* _Aim of the exercise_: Write out the data again in full, keeping every character the same.

#### Given data ####

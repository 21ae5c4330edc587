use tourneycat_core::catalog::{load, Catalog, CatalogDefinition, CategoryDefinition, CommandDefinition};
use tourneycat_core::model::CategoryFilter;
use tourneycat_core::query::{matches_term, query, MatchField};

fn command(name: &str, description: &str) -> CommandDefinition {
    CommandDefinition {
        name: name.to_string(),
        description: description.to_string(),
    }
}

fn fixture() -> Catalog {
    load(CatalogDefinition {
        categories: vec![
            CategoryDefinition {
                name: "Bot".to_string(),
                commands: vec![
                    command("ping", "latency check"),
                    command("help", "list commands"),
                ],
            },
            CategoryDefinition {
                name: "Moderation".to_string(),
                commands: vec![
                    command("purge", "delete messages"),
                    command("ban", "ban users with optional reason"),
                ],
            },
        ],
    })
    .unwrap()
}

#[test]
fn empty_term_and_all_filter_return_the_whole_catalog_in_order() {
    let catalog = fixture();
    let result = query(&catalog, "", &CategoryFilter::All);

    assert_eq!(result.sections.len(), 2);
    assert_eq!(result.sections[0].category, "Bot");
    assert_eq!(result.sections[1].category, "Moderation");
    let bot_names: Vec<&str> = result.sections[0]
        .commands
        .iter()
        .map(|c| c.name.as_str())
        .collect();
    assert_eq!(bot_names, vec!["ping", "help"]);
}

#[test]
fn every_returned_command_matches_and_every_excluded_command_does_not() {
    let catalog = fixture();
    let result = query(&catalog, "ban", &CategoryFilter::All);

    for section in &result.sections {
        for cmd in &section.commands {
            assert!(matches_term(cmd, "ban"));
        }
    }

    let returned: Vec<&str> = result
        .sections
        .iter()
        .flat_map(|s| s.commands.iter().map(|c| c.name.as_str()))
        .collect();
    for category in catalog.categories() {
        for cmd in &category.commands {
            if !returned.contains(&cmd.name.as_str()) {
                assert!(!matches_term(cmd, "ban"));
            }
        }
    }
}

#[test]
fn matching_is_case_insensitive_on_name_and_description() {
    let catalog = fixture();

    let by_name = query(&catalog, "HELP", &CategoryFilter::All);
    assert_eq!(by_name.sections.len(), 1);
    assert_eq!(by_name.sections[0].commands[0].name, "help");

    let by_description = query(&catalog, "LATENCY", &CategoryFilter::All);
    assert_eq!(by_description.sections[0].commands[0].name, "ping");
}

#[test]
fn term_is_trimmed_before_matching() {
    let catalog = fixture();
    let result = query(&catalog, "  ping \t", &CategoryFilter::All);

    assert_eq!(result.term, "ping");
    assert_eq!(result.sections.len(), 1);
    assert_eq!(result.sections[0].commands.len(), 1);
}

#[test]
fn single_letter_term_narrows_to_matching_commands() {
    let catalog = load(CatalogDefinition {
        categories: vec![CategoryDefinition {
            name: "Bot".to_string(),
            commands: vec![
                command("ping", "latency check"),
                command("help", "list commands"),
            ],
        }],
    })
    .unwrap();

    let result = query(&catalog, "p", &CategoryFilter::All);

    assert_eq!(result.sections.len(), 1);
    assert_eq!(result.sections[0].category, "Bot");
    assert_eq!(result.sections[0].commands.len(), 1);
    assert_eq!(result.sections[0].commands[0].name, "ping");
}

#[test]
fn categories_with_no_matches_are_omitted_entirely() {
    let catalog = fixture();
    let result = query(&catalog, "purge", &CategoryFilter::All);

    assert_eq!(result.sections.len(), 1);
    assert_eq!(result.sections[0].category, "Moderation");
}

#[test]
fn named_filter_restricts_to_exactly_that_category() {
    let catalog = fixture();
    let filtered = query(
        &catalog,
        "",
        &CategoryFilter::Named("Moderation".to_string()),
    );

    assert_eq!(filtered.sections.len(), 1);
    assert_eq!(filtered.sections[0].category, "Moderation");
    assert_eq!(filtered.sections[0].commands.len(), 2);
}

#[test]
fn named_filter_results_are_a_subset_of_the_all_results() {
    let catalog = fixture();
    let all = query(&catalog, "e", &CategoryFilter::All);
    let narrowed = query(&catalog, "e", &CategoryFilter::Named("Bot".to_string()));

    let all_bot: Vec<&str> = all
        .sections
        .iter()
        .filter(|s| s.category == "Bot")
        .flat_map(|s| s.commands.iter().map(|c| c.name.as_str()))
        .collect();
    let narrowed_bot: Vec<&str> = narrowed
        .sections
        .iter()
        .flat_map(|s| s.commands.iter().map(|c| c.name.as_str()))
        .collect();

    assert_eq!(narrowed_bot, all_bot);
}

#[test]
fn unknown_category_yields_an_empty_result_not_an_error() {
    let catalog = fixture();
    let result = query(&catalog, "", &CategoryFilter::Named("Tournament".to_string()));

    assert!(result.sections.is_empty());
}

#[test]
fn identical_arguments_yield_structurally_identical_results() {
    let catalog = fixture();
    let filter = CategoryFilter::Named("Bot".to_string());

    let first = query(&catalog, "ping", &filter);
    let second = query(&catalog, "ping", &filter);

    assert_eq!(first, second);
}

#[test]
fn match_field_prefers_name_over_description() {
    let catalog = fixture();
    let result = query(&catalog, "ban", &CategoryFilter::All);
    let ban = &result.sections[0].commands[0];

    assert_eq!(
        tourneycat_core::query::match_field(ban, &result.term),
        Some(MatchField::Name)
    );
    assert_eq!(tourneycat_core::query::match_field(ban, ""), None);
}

####

* _Response_:
repository 21ae5c4330edc587
use tourneycat_core::catalog::{load, Catalog, CatalogDefinition, CategoryDefinition, CommandDefinition};
use tourneycat_core::model::CategoryFilter;
use tourneycat_core::query::{matches_term, query, MatchField};

fn command(name: &str, description: &str) -> CommandDefinition {
    CommandDefinition {
        name: name.to_string(),
        description: description.to_string(),
    }
}

fn fixture() -> Catalog {
    load(CatalogDefinition {
        categories: vec![
            CategoryDefinition {
                name: "Bot".to_string(),
                commands: vec![
                    command("ping", "latency check"),
                    command("help", "list commands"),
                ],
            },
            CategoryDefinition {
                name: "Moderation".to_string(),
                commands: vec![
                    command("purge", "delete messages"),
                    command("ban", "ban users with optional reason"),
                ],
            },
        ],
    })
    .unwrap()
}

#[test]
fn empty_term_and_all_filter_return_the_whole_catalog_in_order() {
    let catalog = fixture();
    let result = query(&catalog, "", &CategoryFilter::All);

    assert_eq!(result.sections.len(), 2);
    assert_eq!(result.sections[0].category, "Bot");
    assert_eq!(result.sections[1].category, "Moderation");
    let bot_names: Vec<&str> = result.sections[0]
        .commands
        .iter()
        .map(|c| c.name.as_str())
        .collect();
    assert_eq!(bot_names, vec!["ping", "help"]);
}

#[test]
fn every_returned_command_matches_and_every_excluded_command_does_not() {
    let catalog = fixture();
    let result = query(&catalog, "ban", &CategoryFilter::All);

    for section in &result.sections {
        for cmd in &section.commands {
            assert!(matches_term(cmd, "ban"));
        }
    }

    let returned: Vec<&str> = result
        .sections
        .iter()
        .flat_map(|s| s.commands.iter().map(|c| c.name.as_str()))
        .collect();
    for category in catalog.categories() {
        for cmd in &category.commands {
            if !returned.contains(&cmd.name.as_str()) {
                assert!(!matches_term(cmd, "ban"));
            }
        }
    }
}

#[test]
fn matching_is_case_insensitive_on_name_and_description() {
    let catalog = fixture();

    let by_name = query(&catalog, "HELP", &CategoryFilter::All);
    assert_eq!(by_name.sections.len(), 1);
    assert_eq!(by_name.sections[0].commands[0].name, "help");

    let by_description = query(&catalog, "LATENCY", &CategoryFilter::All);
    assert_eq!(by_description.sections[0].commands[0].name, "ping");
}

#[test]
fn term_is_trimmed_before_matching() {
    let catalog = fixture();
    let result = query(&catalog, "  ping \t", &CategoryFilter::All);

    assert_eq!(result.term, "ping");
    assert_eq!(result.sections.len(), 1);
    assert_eq!(result.sections[0].commands.len(), 1);
}

#[test]
fn single_letter_term_narrows_to_matching_commands() {
    let catalog = load(CatalogDefinition {
        categories: vec![CategoryDefinition {
            name: "Bot".to_string(),
            commands: vec![
                command("ping", "latency check"),
                command("help", "list commands"),
            ],
        }],
    })
    .unwrap();

    let result = query(&catalog, "p", &CategoryFilter::All);

    assert_eq!(result.sections.len(), 1);
    assert_eq!(result.sections[0].category, "Bot");
    assert_eq!(result.sections[0].commands.len(), 1);
    assert_eq!(result.sections[0].commands[0].name, "ping");
}

#[test]
fn categories_with_no_matches_are_omitted_entirely() {
    let catalog = fixture();
    let result = query(&catalog, "purge", &CategoryFilter::All);

    assert_eq!(result.sections.len(), 1);
    assert_eq!(result.sections[0].category, "Moderation");
}

#[test]
fn named_filter_restricts_to_exactly_that_category() {
    let catalog = fixture();
    let filtered = query(
        &catalog,
        "",
        &CategoryFilter::Named("Moderation".to_string()),
    );

    assert_eq!(filtered.sections.len(), 1);
    assert_eq!(filtered.sections[0].category, "Moderation");
    assert_eq!(filtered.sections[0].commands.len(), 2);
}

#[test]
fn named_filter_results_are_a_subset_of_the_all_results() {
    let catalog = fixture();
    let all = query(&catalog, "e", &CategoryFilter::All);
    let narrowed = query(&catalog, "e", &CategoryFilter::Named("Bot".to_string()));

    let all_bot: Vec<&str> = all
        .sections
        .iter()
        .filter(|s| s.category == "Bot")
        .flat_map(|s| s.commands.iter().map(|c| c.name.as_str()))
        .collect();
    let narrowed_bot: Vec<&str> = narrowed
        .sections
        .iter()
        .flat_map(|s| s.commands.iter().map(|c| c.name.as_str()))
        .collect();

    assert_eq!(narrowed_bot, all_bot);
}

#[test]
fn unknown_category_yields_an_empty_result_not_an_error() {
    let catalog = fixture();
    let result = query(&catalog, "", &CategoryFilter::Named("Tournament".to_string()));

    assert!(result.sections.is_empty());
}

#[test]
fn identical_arguments_yield_structurally_identical_results() {
    let catalog = fixture();
    let filter = CategoryFilter::Named("Bot".to_string());

    let first = query(&catalog, "ping", &filter);
    let second = query(&catalog, "ping", &filter);

    assert_eq!(first, second);
}

#[test]
fn match_field_prefers_name_over_description() {
    let catalog = fixture();
    let result = query(&catalog, "ban", &CategoryFilter::All);
    let ban = &result.sections[0].commands[0];

    assert_eq!(
        tourneycat_core::query::match_field(ban, &result.term),
        Some(MatchField::Name)
    );
    assert_eq!(tourneycat_core::query::match_field(ban, ""), None);
}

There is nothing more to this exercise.